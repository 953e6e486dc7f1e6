use std::collections::BTreeMap;

use async_trait::async_trait;
use tracing::debug;

use crate::scope::specificity_chain;

/// A read-only source of literal configuration keys.
///
/// Implementations never fail: an unreachable or broken source answers
/// "no value" so that the caller can fall back to the next repository.
#[async_trait]
pub trait ConfigRepository: Send + Sync {
    /// Short name used in log messages.
    fn name(&self) -> &str;

    /// Value stored under exactly `key`.
    async fn get(&self, key: &str) -> Option<String>;

    /// Every key/value pair the repository holds.
    async fn export(&self) -> BTreeMap<String, String>;
}

/// Resolve `key` inside a single repository, climbing specificity until a
/// non-empty value is found.
pub async fn get_scoped(repository: &dyn ConfigRepository, key: &str) -> Option<String> {
    for candidate in specificity_chain(key) {
        if let Some(value) = repository.get(&candidate).await.filter(|v| !v.is_empty()) {
            debug!(
                "[{}] resolved '{}' via '{}'",
                repository.name(),
                key,
                candidate
            );
            return Some(value);
        }
    }
    None
}
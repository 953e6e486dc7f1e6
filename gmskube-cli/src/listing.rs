//! Installed instance listing.

use std::collections::BTreeMap;
use std::fmt::Write as _;

use snafu::ensure;

use crate::error::{InstanceNotFoundSnafu, Result};
use crate::helm::ReleaseSummary;
use crate::labels;

const UNKNOWN: &str = "?";

/// Which releases to show
#[derive(Debug, Clone, Default, PartialEq, Eq)]
pub struct ListFilter {
    pub name: Option<String>,
    pub user: Option<String>,
    pub instance_type: Option<String>,
    /// Include releases that were not installed by gmskube
    pub show_all: bool,
}

/// One line of `gmskube list`
#[derive(Debug, Clone, PartialEq, Eq)]
pub struct InstanceRow {
    pub name: String,
    pub status: String,
    pub instance_type: String,
    pub user: String,
    pub updated: String,
    pub tag: String,
}

/// Labels of the `gms` config map recorded for `release`. Releases that
/// gmskube did not install have none.
fn labels_for<'a>(
    release: &ReleaseSummary,
    config_labels: &'a [BTreeMap<String, String>],
) -> Option<&'a BTreeMap<String, String>> {
    config_labels
        .iter()
        .find(|l| l.get(labels::GMS_NAME).is_some_and(|n| *n == release.name))
}

fn label<'a>(found: Option<&'a BTreeMap<String, String>>, key: &str) -> &'a str {
    found
        .and_then(|l| l.get(key))
        .map_or(UNKNOWN, String::as_str)
}

fn is_filtered(
    release: &ReleaseSummary,
    found: Option<&BTreeMap<String, String>>,
    filter: &ListFilter,
) -> bool {
    let unlabelled = found.is_none_or(BTreeMap::is_empty);
    (!filter.show_all && unlabelled)
        || filter.name.as_ref().is_some_and(|n| *n != release.name)
        || filter
            .user
            .as_deref()
            .is_some_and(|u| u != label(found, labels::GMS_USER))
        || filter
            .instance_type
            .as_deref()
            .is_some_and(|t| t != label(found, labels::GMS_TYPE))
}

/// Join helm releases with the `gms` config map labels and apply `filter`.
pub fn select_rows(
    releases: &[ReleaseSummary],
    config_labels: &[BTreeMap<String, String>],
    filter: &ListFilter,
) -> Result<Vec<InstanceRow>> {
    if let Some(name) = &filter.name {
        ensure!(
            releases.iter().any(|r| r.name == *name),
            InstanceNotFoundSnafu { name }
        );
    }

    Ok(releases
        .iter()
        .filter_map(|release| {
            let found = labels_for(release, config_labels);
            if is_filtered(release, found, filter) {
                return None;
            }
            Some(InstanceRow {
                name: release.name.clone(),
                status: release.status.clone(),
                instance_type: label(found, labels::GMS_TYPE).to_string(),
                user: label(found, labels::GMS_USER).to_string(),
                updated: label(found, labels::GMS_UPDATE_TIME).to_string(),
                tag: label(found, labels::GMS_IMAGE_TAG).to_string(),
            })
        })
        .collect())
}

/// Render rows as left-aligned columns separated by two spaces.
pub fn render_table<const N: usize>(headers: [&str; N], rows: &[[&str; N]]) -> String {
    let mut widths = headers.map(str::len);
    for row in rows {
        for (width, cell) in widths.iter_mut().zip(row) {
            *width = (*width).max(cell.len());
        }
    }

    let mut out = String::new();
    for line in std::iter::once(&headers).chain(rows) {
        let mut rendered = String::new();
        for (i, (cell, width)) in line.iter().zip(widths).enumerate() {
            if i > 0 {
                rendered.push_str("  ");
            }
            let _ = write!(rendered, "{cell:<width$}");
        }
        out.push_str(rendered.trim_end());
        out.push('\n');
    }
    out
}

pub fn render_instances(rows: &[InstanceRow]) -> String {
    let cells: Vec<[&str; 6]> = rows
        .iter()
        .map(|r| {
            [
                r.name.as_str(),
                r.status.as_str(),
                r.instance_type.as_str(),
                r.user.as_str(),
                r.updated.as_str(),
                r.tag.as_str(),
            ]
        })
        .collect();
    render_table(["NAME", "STATUS", "TYPE", "USER", "UPDATED", "TAG"], &cells)
}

══════════

> [PROBLEM STATEMENT]
Only the lines from the start of the listing through the line with "for candidate in" should be repeated, each exactly as it stands.

> [EXERCISE OUTPUT]
repository 953e6e486dc7f1e6
use std::collections::BTreeMap;

use async_trait::async_trait;
use tracing::debug;

use crate::scope::specificity_chain;

/// A read-only source of literal configuration keys.
///
/// Implementations never fail: an unreachable or broken source answers
/// "no value" so that the caller can fall back to the next repository.
#[async_trait]
pub trait ConfigRepository: Send + Sync {
    /// Short name used in log messages.
    fn name(&self) -> &str;

    /// Value stored under exactly `key`.
    async fn get(&self, key: &str) -> Option<String>;

    /// Every key/value pair the repository holds.
    async fn export(&self) -> BTreeMap<String, String>;
}

/// Resolve `key` inside a single repository, climbing specificity until a
/// non-empty value is found.
pub async fn get_scoped(repository: &dyn ConfigRepository, key: &str) -> Option<String> {
    for candidate in specificity_chain(key) {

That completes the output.